Stored data entries
________________

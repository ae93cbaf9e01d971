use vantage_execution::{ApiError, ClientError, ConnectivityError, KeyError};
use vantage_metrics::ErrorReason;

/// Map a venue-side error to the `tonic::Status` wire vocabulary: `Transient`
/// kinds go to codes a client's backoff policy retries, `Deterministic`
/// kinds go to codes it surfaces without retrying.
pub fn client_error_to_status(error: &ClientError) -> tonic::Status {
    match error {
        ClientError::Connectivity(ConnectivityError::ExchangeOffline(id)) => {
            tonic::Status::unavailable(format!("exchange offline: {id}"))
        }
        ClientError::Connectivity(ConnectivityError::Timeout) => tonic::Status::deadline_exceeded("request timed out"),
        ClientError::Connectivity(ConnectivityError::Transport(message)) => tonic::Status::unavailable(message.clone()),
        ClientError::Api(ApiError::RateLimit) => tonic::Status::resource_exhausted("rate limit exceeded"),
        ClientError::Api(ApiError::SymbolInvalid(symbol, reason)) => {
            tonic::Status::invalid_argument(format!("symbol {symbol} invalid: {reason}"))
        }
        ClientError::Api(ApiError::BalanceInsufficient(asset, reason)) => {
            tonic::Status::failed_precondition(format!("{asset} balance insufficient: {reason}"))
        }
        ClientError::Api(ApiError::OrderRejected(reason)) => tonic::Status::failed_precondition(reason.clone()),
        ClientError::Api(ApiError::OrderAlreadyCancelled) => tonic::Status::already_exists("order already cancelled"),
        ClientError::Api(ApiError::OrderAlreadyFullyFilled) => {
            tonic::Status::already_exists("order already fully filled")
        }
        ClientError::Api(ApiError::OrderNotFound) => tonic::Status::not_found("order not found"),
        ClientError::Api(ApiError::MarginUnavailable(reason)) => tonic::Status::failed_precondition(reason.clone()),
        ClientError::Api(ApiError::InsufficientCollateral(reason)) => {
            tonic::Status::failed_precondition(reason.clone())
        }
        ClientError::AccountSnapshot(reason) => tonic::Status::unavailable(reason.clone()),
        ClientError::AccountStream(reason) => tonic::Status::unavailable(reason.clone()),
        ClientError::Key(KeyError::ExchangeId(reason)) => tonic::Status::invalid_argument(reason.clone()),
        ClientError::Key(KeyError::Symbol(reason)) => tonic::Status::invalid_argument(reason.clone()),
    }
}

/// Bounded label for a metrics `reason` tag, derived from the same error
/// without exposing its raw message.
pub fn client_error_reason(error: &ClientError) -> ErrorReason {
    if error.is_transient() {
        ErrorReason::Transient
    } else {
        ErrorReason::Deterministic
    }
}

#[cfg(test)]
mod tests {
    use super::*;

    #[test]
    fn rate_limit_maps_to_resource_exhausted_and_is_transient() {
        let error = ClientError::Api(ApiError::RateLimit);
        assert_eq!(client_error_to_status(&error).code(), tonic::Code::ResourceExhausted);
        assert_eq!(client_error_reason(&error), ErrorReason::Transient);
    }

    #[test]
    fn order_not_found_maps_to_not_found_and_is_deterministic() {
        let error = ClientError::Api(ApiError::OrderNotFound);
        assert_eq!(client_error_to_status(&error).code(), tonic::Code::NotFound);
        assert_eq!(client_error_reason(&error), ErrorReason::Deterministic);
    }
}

________________

Problem
If a line above holds the string "ConnectivityError", return it as it stands.

Task result
use vantage_execution::{ApiError, ClientError, ConnectivityError, KeyError};
        ClientError::Connectivity(ConnectivityError::ExchangeOffline(id)) => {
        ClientError::Connectivity(ConnectivityError::Timeout) => tonic::Status::deadline_exceeded("request timed out"),
        ClientError::Connectivity(ConnectivityError::Transport(message)) => tonic::Status::unavailable(message.clone()),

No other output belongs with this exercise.